Posted by: Serena | May 11, 2010 at 02:03 PM
hilarious!! i look forward to every post. But I think this one and the one where you're husband dared to suggest perhaps you should do the housework are the best... my only complaint is that you don't write enough posts- we need one every monday because it always cheers up my day. keep up the great work!
Posted by: sophie | May 11, 2010 at 02:15 PM
I am laughing out loud. This is so funny, thanks for the imagery.
Posted by: MaryBeth | May 11, 2010 at 04:01 PM
I died laughing at this! I don't think I could ever get my husband to agree on a couple's massage! Actually, I don't think I want to either! Hope you enjoyed the rest of your stay in Napa. It's fun reading another Bay Area blog--I look forward to your posts. You are seriously a very funny woman! --Delores
Posted by: Delores | May 11, 2010 at 04:29 PM
Hilarious!
Posted by: Whitney | May 11, 2010 at 04:43 PM
Aahhh hhaaa, is that you & Beloved? i think i recognize his famous "full head of hair"!
Posted by: NY girlfriend | May 11, 2010 at 09:23 PM
Sooo funny. One of my boyfriends trying to get in good with me, and pretending to be romantic, took me for a couples massage. He later said he felt like he was in a mausoleum. darkly lit, the essence, etc.
Karena
Art by Karena
Posted by: Karena | May 11, 2010 at 10:04 PM
aaahhhaaaaa haaaa haaaaaaa!!!!!! I have nothing further to add.
Posted by: zack9900 | May 12, 2010 at 01:51 PM
LOL. I feel the same way about the contrived romance bit. People can get so cheesy and cliche about things sometimes. Like long-stem red roses on valentines....gag...Everyone needs to just be themselves and let go of the false expectations and enjoy what IS, whether their guy is "traditionally" romantic or not. Great post and thanks for your kind and supportive comments. Have a great weekend! xx
Posted by: annechovie | May 15, 2010 at 09:46 AM
your blogs make me smile!
Carry on!
Posted by: irenie | May 27, 2010 at 09:22 PM
Best one yet. Fantastique! and Tres Romantique
Posted by: Hudson | May 31, 2010 at 09:02 PM
It's been a while since I laughed until I cried.....
Posted by: Tendai Melhuish | June 05, 2010 at 01:45 PM
ha ha ha!!
Posted by: Michele | June 05, 2010 at 04:00 PM
You still say Super alot ha ha and beloved still doesn't have a speck of gray hair?? Isn't he lucky???
Posted by: Old Friend from Aspen | November 26, 2010 at 11:05 PM
Ha. Does have some gray, but at least lots of super good hair... :)
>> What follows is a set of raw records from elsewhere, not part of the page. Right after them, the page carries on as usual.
use chrono::{DateTime, Utc};
use serde::{Deserialize, Serialize};
use std::fmt;
use std::str::FromStr;

#[derive(Debug, Clone, Copy, PartialEq, Eq, Hash, Serialize, Deserialize)]
#[serde(rename_all = "lowercase")]
pub enum Severity {
    Low,
    Medium,
    High,
    Critical,
}

impl fmt::Display for Severity {
    fn fmt(&self, f: &mut fmt::Formatter<'_>) -> fmt::Result {
        f.write_str(match self {
            Severity::Low => "low",
            Severity::Medium => "medium",
            Severity::High => "high",
            Severity::Critical => "critical",
        })
    }
}

impl FromStr for Severity {
    type Err = String;

    fn from_str(s: &str) -> Result<Self, Self::Err> {
        match s.to_lowercase().as_str() {
            "low" => Ok(Severity::Low),
            "medium" => Ok(Severity::Medium),
            "high" => Ok(Severity::High),
            "critical" => Ok(Severity::Critical),
            _ => Err(format!("Invalid severity: {}", s)),
        }
    }
}

/// Lifecycle status of a situation.
#[derive(Debug, Clone, Copy, PartialEq, Eq, Hash, Serialize, Deserialize)]
#[serde(rename_all = "lowercase")]
pub enum SituationStatus {
    Open,
    Investigating,
    Resolved,
    Closed,
}

impl fmt::Display for SituationStatus {
    fn fmt(&self, f: &mut fmt::Formatter<'_>) -> fmt::Result {
        f.write_str(match self {
            SituationStatus::Open => "open",
            SituationStatus::Investigating => "investigating",
            SituationStatus::Resolved => "resolved",
            SituationStatus::Closed => "closed",
        })
    }
}

impl FromStr for SituationStatus {
    type Err = String;

    fn from_str(s: &str) -> Result<Self, Self::Err> {
        match s.to_lowercase().as_str() {
            "open" => Ok(SituationStatus::Open),
            "investigating" => Ok(SituationStatus::Investigating),
            "resolved" => Ok(SituationStatus::Resolved),
            "closed" => Ok(SituationStatus::Closed),
            _ => Err(format!("Invalid situation status: {}", s)),
        }
    }
}

/// An incident record, distinct from a raw [`Alert`](super::Alert).
#[derive(Debug, Clone, PartialEq, Eq, Serialize, Deserialize)]
#[serde(rename_all = "camelCase")]
pub struct Situation {
    pub id: String,
    pub title: String,
    pub description: String,
    pub severity: Severity,
    pub status: SituationStatus,
    pub created: DateTime<Utc>,
    pub updated: DateTime<Utc>,
    #[serde(default, skip_serializing_if = "Option::is_none")]
    pub assignee: Option<String>,
    /// Display order is insertion order
    pub tags: Vec<String>,
    /// Service ids; not checked against the service collection
    pub affected_services: Vec<String>,
}

/// Caller-supplied fields for a new situation.
#[derive(Debug, Clone, PartialEq, Eq, Serialize, Deserialize)]
#[serde(rename_all = "camelCase")]
pub struct NewSituation {
    pub title: String,
    pub description: String,
    pub severity: Severity,
    pub status: SituationStatus,
    #[serde(default)]
    pub assignee: Option<String>,
    #[serde(default)]
    pub tags: Vec<String>,
    #[serde(default)]
    pub affected_services: Vec<String>,
}

impl NewSituation {
    /// Build from the raw form fields, where tags and affected services are
    /// comma separated.
    pub fn from_form(
        title: impl Into<String>,
        description: impl Into<String>,
        severity: Severity,
        status: SituationStatus,
        tags: &str,
        affected_services: &str,
    ) -> Self {
        Self {
            title: title.into(),
            description: description.into(),
            severity,
            status,
            assignee: None,
            tags: crate::selectors::parse_list(tags),
            affected_services: crate::selectors::parse_list(affected_services),
        }
    }
}
//! The `all` sentinel shared by every dropdown filter.

use serde::{Deserialize, Serialize};
use std::fmt;
use std::str::FromStr;

/// A dropdown filter: either `All` (predicate bypassed) or one value.
#[derive(Debug, Clone, Copy, PartialEq, Eq, Hash, Serialize, Deserialize)]
#[serde(rename_all = "lowercase")]
pub enum Filter<T> {
    All,
    Only(T),
}

// Not derived: the derive would require `T: Default`.
impl<T> Default for Filter<T> {
    fn default() -> Self {
        Filter::All
    }
}

impl<T: PartialEq> Filter<T> {
    pub fn matches(&self, value: &T) -> bool {
        match self {
            Filter::All => true,
            Filter::Only(wanted) => wanted == value,
        }
    }

    pub fn is_all(&self) -> bool {
        matches!(self, Filter::All)
    }
}

impl<T> From<Option<T>> for Filter<T> {
    fn from(value: Option<T>) -> Self {
        value.map_or(Filter::All, Filter::Only)
    }
}

impl<T: FromStr<Err = String>> FromStr for Filter<T> {
    type Err = String;

    fn from_str(s: &str) -> Result<Self, Self::Err> {
        if s.eq_ignore_ascii_case("all") {
            Ok(Filter::All)
        } else {
            s.parse().map(Filter::Only)
        }
    }
}

impl<T: fmt::Display> fmt::Display for Filter<T> {
    fn fmt(&self, f: &mut fmt::Formatter<'_>) -> fmt::Result {
        match self {
            Filter::All => f.write_str("all"),
            Filter::Only(value) => value.fmt(f),
        }
    }
}
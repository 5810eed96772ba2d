use super::{await_gateway, write, Dashboard, OperationError, Settled};
use crate::domain::{Alert, AlertKind, OverviewSnapshot, SystemHealth};
use crate::state::OverviewAction;
use chrono::Utc;
use tokio_util::sync::CancellationToken;

impl Dashboard {
    pub async fn fetch_overview(
        &self,
        cancel: &CancellationToken,
    ) -> Result<OverviewSnapshot, OperationError> {
        self.dispatch_overview(OverviewAction::FetchStarted);
        let call = self.gateway().overview();
        match await_gateway("fetch_overview", "Failed to fetch overview", cancel, call).await {
            Settled::Fulfilled(snapshot) => {
                self.dispatch_overview(OverviewAction::FetchSucceeded(snapshot.clone()));
                Ok(snapshot)
            }
            Settled::Rejected(reason) => {
                self.dispatch_overview(OverviewAction::FetchFailed(reason.clone()));
                Err(OperationError::Rejected(reason))
            }
            Settled::Cancelled => {
                write(&self.inner.overview).status.abandoned();
                Err(OperationError::Cancelled)
            }
        }
    }

    /// Acknowledge an alert. Acknowledging an id the gateway does not hold
    /// succeeds and changes nothing.
    pub async fn acknowledge_alert(
        &self,
        id: &str,
        cancel: &CancellationToken,
    ) -> Result<(), OperationError> {
        let call = self.gateway().acknowledge_alert(id);
        match await_gateway("acknowledge_alert", "Failed to acknowledge alert", cancel, call).await
        {
            Settled::Fulfilled(()) => {
                self.dispatch_overview(OverviewAction::AlertAcknowledged(id.to_string()));
                Ok(())
            }
            Settled::Rejected(reason) => {
                self.dispatch_overview(OverviewAction::MutationFailed(reason.clone()));
                Err(OperationError::Rejected(reason))
            }
            Settled::Cancelled => Err(OperationError::Cancelled),
        }
    }

    /// Dismiss an alert. Dismissing twice is a no-op.
    pub async fn dismiss_alert(
        &self,
        id: &str,
        cancel: &CancellationToken,
    ) -> Result<(), OperationError> {
        let call = self.gateway().dismiss_alert(id);
        match await_gateway("dismiss_alert", "Failed to dismiss alert", cancel, call).await {
            Settled::Fulfilled(()) => {
                self.dispatch_overview(OverviewAction::AlertDismissed(id.to_string()));
                Ok(())
            }
            Settled::Rejected(reason) => {
                self.dispatch_overview(OverviewAction::MutationFailed(reason.clone()));
                Err(OperationError::Rejected(reason))
            }
            Settled::Cancelled => Err(OperationError::Cancelled),
        }
    }

    pub async fn check_system_health(
        &self,
        cancel: &CancellationToken,
    ) -> Result<SystemHealth, OperationError> {
        let call = self.gateway().health_check();
        match await_gateway(
            "check_system_health",
            "Failed to check system health",
            cancel,
            call,
        )
        .await
        {
            Settled::Fulfilled(health) => {
                self.dispatch_overview(OverviewAction::HealthChecked(health.clone()));
                Ok(health)
            }
            Settled::Rejected(reason) => {
                self.dispatch_overview(OverviewAction::MutationFailed(reason.clone()));
                Err(OperationError::Rejected(reason))
            }
            Settled::Cancelled => Err(OperationError::Cancelled),
        }
    }

    /// Push a locally raised alert onto the feed. Never touches the gateway.
    pub fn raise_alert(&self, kind: AlertKind, message: impl Into<String>, source: &str) -> Alert {
        let alert = Alert {
            id: uuid::Uuid::new_v4().to_string(),
            message: message.into(),
            kind,
            source: source.to_string(),
            timestamp: Utc::now(),
            acknowledged: false,
        };
        self.dispatch_overview(OverviewAction::AlertAdded(alert.clone()));
        alert
    }
}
Posted by: Kim Bachmann | November 27, 2010 at 09:59 AM
Haha, that's pretty funny. At least your Beloved got some post-massage bliss in that romantic spa trip. That massage you got would benefit your health, as it hammered out the stress in you.
Posted by: Von Andalora | October 17, 2011 at 08:17 AM
Heeh, I'm still laughing at your story! Boys do find it a bit uncomfortable to go for a massage. Haha! But that's a bonding time well-spent for the both of you. Relationships need bonding moments like this from time to time.